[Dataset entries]
⟨
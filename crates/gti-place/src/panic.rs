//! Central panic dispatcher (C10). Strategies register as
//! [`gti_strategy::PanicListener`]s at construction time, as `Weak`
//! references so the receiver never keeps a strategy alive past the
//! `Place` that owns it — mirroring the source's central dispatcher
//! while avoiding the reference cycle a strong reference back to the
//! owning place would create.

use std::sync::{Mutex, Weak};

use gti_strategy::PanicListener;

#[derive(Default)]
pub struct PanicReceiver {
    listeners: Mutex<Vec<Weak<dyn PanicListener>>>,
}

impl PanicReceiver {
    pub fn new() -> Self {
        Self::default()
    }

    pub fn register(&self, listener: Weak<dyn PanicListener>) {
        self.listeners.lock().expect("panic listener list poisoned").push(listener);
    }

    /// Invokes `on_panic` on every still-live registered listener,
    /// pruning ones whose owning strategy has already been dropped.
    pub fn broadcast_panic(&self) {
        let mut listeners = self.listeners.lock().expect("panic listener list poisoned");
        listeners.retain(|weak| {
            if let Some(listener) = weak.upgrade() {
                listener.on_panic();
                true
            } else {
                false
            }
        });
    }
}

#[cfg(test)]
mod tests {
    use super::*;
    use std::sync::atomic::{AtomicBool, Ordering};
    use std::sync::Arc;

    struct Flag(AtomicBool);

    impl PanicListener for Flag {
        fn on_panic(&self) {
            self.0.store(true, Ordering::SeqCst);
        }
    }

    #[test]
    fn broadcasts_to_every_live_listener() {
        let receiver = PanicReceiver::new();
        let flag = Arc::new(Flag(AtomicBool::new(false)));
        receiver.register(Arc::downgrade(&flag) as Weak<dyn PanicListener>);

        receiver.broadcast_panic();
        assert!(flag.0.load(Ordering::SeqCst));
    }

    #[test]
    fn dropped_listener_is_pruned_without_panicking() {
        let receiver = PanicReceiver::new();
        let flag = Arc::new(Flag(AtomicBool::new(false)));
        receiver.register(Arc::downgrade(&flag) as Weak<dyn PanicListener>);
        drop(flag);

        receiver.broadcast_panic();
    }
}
⟩
⟨
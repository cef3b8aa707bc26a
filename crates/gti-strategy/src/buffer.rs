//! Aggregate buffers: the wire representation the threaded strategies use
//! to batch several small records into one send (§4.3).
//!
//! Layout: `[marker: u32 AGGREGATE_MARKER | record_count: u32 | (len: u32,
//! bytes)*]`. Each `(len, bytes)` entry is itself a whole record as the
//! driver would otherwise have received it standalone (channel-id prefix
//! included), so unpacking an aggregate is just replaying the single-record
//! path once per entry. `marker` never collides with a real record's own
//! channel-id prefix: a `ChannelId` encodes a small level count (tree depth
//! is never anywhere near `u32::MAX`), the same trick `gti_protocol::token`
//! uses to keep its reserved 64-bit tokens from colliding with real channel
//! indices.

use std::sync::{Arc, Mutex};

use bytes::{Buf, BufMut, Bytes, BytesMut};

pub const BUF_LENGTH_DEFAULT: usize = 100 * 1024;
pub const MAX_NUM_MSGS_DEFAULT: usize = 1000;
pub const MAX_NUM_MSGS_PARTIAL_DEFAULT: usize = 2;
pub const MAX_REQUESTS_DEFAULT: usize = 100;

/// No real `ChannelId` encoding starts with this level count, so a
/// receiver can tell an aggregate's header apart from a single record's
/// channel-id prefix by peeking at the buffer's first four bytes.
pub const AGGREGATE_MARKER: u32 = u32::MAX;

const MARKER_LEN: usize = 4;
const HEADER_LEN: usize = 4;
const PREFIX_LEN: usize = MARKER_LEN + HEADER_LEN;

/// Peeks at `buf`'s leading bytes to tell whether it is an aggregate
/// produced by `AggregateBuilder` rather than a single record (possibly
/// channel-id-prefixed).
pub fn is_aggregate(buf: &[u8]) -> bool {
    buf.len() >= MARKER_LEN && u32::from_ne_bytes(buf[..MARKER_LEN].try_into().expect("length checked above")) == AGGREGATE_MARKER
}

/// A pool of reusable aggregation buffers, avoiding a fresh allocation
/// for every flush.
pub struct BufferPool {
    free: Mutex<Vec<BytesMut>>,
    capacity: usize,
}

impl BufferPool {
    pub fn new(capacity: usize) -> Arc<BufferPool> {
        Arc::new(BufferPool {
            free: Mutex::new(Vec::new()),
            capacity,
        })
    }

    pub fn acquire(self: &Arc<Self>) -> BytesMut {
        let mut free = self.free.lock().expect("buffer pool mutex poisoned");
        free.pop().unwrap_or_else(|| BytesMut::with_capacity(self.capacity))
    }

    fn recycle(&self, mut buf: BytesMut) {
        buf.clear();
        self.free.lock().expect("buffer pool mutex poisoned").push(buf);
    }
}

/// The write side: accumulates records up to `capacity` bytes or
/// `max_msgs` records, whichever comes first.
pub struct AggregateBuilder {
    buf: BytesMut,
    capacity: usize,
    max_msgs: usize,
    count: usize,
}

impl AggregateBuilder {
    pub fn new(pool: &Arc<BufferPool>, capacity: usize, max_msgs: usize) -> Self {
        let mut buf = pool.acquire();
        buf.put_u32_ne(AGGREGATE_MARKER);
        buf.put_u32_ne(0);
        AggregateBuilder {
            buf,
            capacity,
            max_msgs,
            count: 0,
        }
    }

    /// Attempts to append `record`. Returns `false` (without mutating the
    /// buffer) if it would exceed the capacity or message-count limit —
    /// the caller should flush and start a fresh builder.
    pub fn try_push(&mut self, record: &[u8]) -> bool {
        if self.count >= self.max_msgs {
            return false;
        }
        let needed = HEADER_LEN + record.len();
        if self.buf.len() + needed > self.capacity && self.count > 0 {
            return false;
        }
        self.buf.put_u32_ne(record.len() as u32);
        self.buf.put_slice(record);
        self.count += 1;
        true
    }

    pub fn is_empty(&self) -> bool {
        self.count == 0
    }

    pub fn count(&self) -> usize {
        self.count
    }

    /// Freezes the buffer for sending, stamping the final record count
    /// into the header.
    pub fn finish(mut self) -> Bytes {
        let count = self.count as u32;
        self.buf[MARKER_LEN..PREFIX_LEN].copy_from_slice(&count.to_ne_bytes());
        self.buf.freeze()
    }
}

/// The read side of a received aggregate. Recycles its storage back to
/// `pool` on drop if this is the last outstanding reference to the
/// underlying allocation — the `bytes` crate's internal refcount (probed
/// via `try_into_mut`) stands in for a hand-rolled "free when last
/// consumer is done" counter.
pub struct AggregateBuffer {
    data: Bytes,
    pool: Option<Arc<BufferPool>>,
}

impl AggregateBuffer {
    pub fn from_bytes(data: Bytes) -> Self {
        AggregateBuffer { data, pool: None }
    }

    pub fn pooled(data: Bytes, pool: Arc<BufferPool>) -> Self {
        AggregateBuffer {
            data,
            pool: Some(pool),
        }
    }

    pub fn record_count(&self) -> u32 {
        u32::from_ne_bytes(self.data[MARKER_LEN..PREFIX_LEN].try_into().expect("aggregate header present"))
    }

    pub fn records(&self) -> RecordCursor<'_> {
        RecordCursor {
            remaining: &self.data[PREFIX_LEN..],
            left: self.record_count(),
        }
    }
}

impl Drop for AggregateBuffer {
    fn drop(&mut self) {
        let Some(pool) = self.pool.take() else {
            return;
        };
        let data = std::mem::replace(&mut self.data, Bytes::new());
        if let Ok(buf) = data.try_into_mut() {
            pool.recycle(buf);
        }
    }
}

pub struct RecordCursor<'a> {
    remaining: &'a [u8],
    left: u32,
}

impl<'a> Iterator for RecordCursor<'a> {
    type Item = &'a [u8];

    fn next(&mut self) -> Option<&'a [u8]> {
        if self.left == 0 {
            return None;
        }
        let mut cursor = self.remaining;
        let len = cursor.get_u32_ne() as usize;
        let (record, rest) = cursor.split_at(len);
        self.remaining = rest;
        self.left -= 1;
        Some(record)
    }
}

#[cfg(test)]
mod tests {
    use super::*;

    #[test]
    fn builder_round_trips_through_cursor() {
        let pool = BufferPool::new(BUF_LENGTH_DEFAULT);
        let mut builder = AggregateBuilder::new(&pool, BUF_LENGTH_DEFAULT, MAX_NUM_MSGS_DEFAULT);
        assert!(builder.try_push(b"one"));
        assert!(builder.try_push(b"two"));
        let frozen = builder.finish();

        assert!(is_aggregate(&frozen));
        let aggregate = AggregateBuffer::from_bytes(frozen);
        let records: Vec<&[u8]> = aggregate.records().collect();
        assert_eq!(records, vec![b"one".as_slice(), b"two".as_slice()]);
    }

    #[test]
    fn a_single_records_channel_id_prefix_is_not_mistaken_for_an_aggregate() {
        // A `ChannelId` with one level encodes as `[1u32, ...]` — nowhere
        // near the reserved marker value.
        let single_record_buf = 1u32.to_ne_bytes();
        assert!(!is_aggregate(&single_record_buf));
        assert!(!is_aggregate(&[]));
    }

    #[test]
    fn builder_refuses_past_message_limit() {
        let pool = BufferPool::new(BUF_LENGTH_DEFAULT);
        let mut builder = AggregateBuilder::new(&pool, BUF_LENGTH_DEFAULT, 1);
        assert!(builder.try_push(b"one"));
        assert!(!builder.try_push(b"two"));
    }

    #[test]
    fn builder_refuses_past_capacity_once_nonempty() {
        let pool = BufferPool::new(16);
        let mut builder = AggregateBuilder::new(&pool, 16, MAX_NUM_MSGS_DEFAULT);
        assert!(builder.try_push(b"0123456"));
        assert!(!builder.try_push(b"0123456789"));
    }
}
⟩
REQUIRED ACTION –
How many of the lines above include "true"? Only the number should be given.

EXERCISE ANSWER –
3